Conservative candidate for Thunder Bay-Superior North says party would address crime, affordability issues.
Joshua Taylor
Joshua Taylor is running for the Conservatives in Thunder Bay-Superior North in the 2021 federal election (Leith Dunick, tbnewswatch.com/FILE)

THUNDER BAY – Conservative candidate Joshua Taylor has pegged his campaign on core issues of community safety and affordability, hoping to make history in the Thunder Bay-Superior North riding.

The riding representing the city’s north end hasn’t gone Conservative in about 90 years, but Taylor is hopeful a strategy based in part on engaging smaller outlying communities could change that.

The 28-year-old grew up in Geraldton before earning an undergraduate degree in criminology and a master’s in kinesiology from Western University in London, Ontario.

He moved back to northern Ontario in 2018, working with the Geraldton municipal government. His experience also includes working with Indigenous friendship centres in Geraldton and Thunder Bay and, most recently, for the Thunder Bay District Health Unit as a youth engagement facilitator on anti-tobacco campaigns.

He currently resides in Thunder Bay.

The closest thing he had to political campaigning experience was running for a chair position with a fraternity at Western, he said (he won).

However, he noted he’s always been interested in politics, and was inspired to put himself forward due to frustration with the current government.

“I felt like somebody needed to step up in this area to really make this riding as good as it can be,” he said.

He defined the three main issues he’s running on as crime reduction, affordability, and rural representation, an issue close to his heart given his upbringing in a smaller community.

“As we’ve been going around the riding, what I’ve been hearing from virtually everybody is that there isn’t adequate representation,” he said. “A lot of people have always felt like the political representatives are only coming around during election season. I didn’t like that when I was growing up in Geraldton, and I’d like to be the difference I think this riding needs.”
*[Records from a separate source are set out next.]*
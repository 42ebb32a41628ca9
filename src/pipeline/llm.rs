//! Model interaction: build vision/text messages and call the provider.
//!
//! [`LlmVision`] implements both [`VisionOcr`] and [`AggregateService`] over
//! a single `edgequake_llm` provider, so one local model server (Ollama,
//! LM Studio) or one hosted API serves the whole run. All wording lives in
//! [`crate::prompts`].
//!
//! There is no retry loop here. A failed page is retried once by the
//! dispatcher, after every other page has had its first attempt.

use crate::config::PipelineConfig;
use crate::error::{AggregateError, OcrError, OcrMdError};
use crate::pipeline::aggregate::AggregateService;
use crate::pipeline::encode::to_image_data;
use crate::pipeline::ocr::{parse_ocr_payload, OcrRequest, OcrResponse, VisionOcr};
use crate::prompts::{aggregate_user_prompt, ocr_user_prompt, AGGREGATE_SYSTEM_PROMPT, OCR_SYSTEM_PROMPT};
use async_trait::async_trait;
use edgequake_llm::{ChatMessage, CompletionOptions, LLMProvider, ProviderFactory};
use std::sync::Arc;
use std::time::Instant;
use tokio::time::{timeout, Duration};
use tracing::debug;

/// Vision OCR and aggregate cleanup backed by an `edgequake_llm` provider.
pub struct LlmVision {
    provider: Arc<dyn LLMProvider>,
    ocr_options: CompletionOptions,
    aggregate_options: CompletionOptions,
    timeout_secs: u64,
}

impl LlmVision {
    pub fn new(provider: Arc<dyn LLMProvider>, config: &PipelineConfig) -> Self {
        Self {
            provider,
            ocr_options: build_options(config.temperature, config.max_tokens),
            aggregate_options: build_options(config.aggregate_temperature, config.max_tokens),
            timeout_secs: config.api_timeout_secs,
        }
    }

    /// Resolve the provider from `config` and wrap it.
    pub fn from_config(config: &PipelineConfig) -> Result<Self, OcrMdError> {
        let provider = resolve_provider(config)?;
        Ok(Self::new(provider, config))
    }
}

#[async_trait]
impl VisionOcr for LlmVision {
    async fn analyze_page(&self, request: OcrRequest<'_>) -> Result<OcrResponse, OcrError> {
        let page = request.page_number;
        let start = Instant::now();

        let prompt = ocr_user_prompt(page, request.total_pages, request.native_context);
        let messages = vec![
            ChatMessage::system(OCR_SYSTEM_PROMPT),
            ChatMessage::user_with_images(&prompt, vec![to_image_data(request.image_png)]),
        ];

        let call = self.provider.chat(&messages, Some(&self.ocr_options));
        let response = match timeout(Duration::from_secs(self.timeout_secs), call).await {
            Err(_) => {
                return Err(OcrError::Timeout {
                    page,
                    secs: self.timeout_secs,
                })
            }
            Ok(Err(e)) => {
                return Err(OcrError::Request {
                    page,
                    detail: e.to_string(),
                })
            }
            Ok(Ok(response)) => response,
        };

        debug!(
            "Page {}: {} input tokens, {} output tokens, {:?}",
            page,
            response.prompt_tokens,
            response.completion_tokens,
            start.elapsed()
        );

        if response.content.trim().is_empty() {
            return Err(OcrError::EmptyResponse { page });
        }
        parse_ocr_payload(page, &response.content)
    }
}

#[async_trait]
impl AggregateService for LlmVision {
    async fn rewrite(&self, joined: &str) -> Result<String, AggregateError> {
        let prompt = aggregate_user_prompt(joined);
        let messages = vec![
            ChatMessage::system(AGGREGATE_SYSTEM_PROMPT),
            ChatMessage::user(&prompt),
        ];

        let call = self.provider.chat(&messages, Some(&self.aggregate_options));
        match timeout(Duration::from_secs(self.timeout_secs), call).await {
            Err(_) => Err(AggregateError::Timeout(self.timeout_secs)),
            Ok(Err(e)) => Err(AggregateError::Request(e.to_string())),
            Ok(Ok(response)) => Ok(response.content.trim().to_string()),
        }
    }
}

/// Build `CompletionOptions` for one kind of call.
fn build_options(temperature: f32, max_tokens: usize) -> CompletionOptions {
    CompletionOptions {
        temperature: Some(temperature),
        max_tokens: Some(max_tokens),
        ..Default::default()
    }
}

/// Model used when a provider is named without a model.
fn default_model(provider_name: &str) -> &'static str {
    match provider_name {
        "ollama" => "llama3.2-vision",
        "anthropic" => "claude-sonnet-4-20250514",
        "gemini" => "gemini-2.0-flash",
        _ => "gpt-4.1-mini",
    }
}

/// Resolve the LLM provider, from most-specific to least-specific:
///
/// 1. **Pre-built provider** (`config.provider`), used as-is.
/// 2. **Named provider + model** (`config.provider_name`), created through
///    [`ProviderFactory::create_llm_provider`], which reads the provider's
///    own environment (API key, host).
/// 3. **Environment pair** (`EDGEQUAKE_LLM_PROVIDER` + `EDGEQUAKE_MODEL`).
/// 4. **Full auto-detection** (`ProviderFactory::from_env`).
pub fn resolve_provider(config: &PipelineConfig) -> Result<Arc<dyn LLMProvider>, OcrMdError> {
    if let Some(ref provider) = config.provider {
        return Ok(Arc::clone(provider));
    }

    if let Some(ref name) = config.provider_name {
        let model = config
            .model
            .as_deref()
            .unwrap_or_else(|| default_model(name));
        return create_vision_provider(name, model);
    }

    if let (Ok(prov), Ok(model)) = (
        std::env::var("EDGEQUAKE_LLM_PROVIDER"),
        std::env::var("EDGEQUAKE_MODEL"),
    ) {
        if !prov.is_empty() && !model.is_empty() {
            return create_vision_provider(&prov, &model);
        }
    }

    let (llm_provider, _embedding) =
        ProviderFactory::from_env().map_err(|e| OcrMdError::ProviderNotConfigured {
            provider: "auto".to_string(),
            hint: format!(
                "No LLM provider could be auto-detected from environment.\n\
                Start a local server and pass --provider ollama, or set an API key.\n\
                Error: {}",
                e
            ),
        })?;

    Ok(llm_provider)
}

fn create_vision_provider(
    provider_name: &str,
    model: &str,
) -> Result<Arc<dyn LLMProvider>, OcrMdError> {
    ProviderFactory::create_llm_provider(provider_name, model).map_err(|e| {
        OcrMdError::ProviderNotConfigured {
            provider: provider_name.to_string(),
            hint: format!("{e}"),
        }
    })
}

#[cfg(test)]
mod tests {
    use super::*;

    #[test]
    fn ocr_and_aggregate_options_differ_in_temperature() {
        let config = PipelineConfig::default();
        let ocr = build_options(config.temperature, config.max_tokens);
        let agg = build_options(config.aggregate_temperature, config.max_tokens);
        assert_eq!(ocr.temperature, Some(0.0));
        assert_eq!(agg.temperature, Some(0.1));
        assert_eq!(ocr.max_tokens, Some(4096));
    }

    #[test]
    fn named_provider_defaults() {
        assert_eq!(default_model("ollama"), "llama3.2-vision");
        assert_eq!(default_model("openai"), "gpt-4.1-mini");
    }
}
He’d like to see the federal government crack down on violent crimes and gang activity, saying that would go a long way to ensuring Thunder Bay loses its oft-held distinction as the “murder capital” of Canada.

“I think a lot of that stems from the gang presence we have in the city, where people from southern Ontario… are bringing massive amounts of drugs and exploiting the most vulnerable populations,” Taylor said.

Asked what he’d like to see the federal government do to address issues of crime, he said he supports mandatory minimum sentences for some offences, citing domestic violence as one example.

On affordability, Taylor touted his party’s plan to boost new home builds and bar foreign buyers from purchasing residential properties for two years.

“We need to make sure people aren’t laundering money through homes – basically, foreign buyers need to be barred from our markets until Canadians actually have a sustainable place to live,” he said.

While his relative youth might not always help him be taken seriously on the campaign trail, he said it may have given him an edge with “arguably the most robust social media presence” among local candidates.

“I think overall, people are receptive – they like seeing the people are invested in the future of this riding,” he said, noting he plans to live his life in the region.

Liberal incumbent Patty Hajdu took the riding with 42.9 per cent of the vote in 2019, with Conservative Frank Pullia placing second, with 25.6 per cent.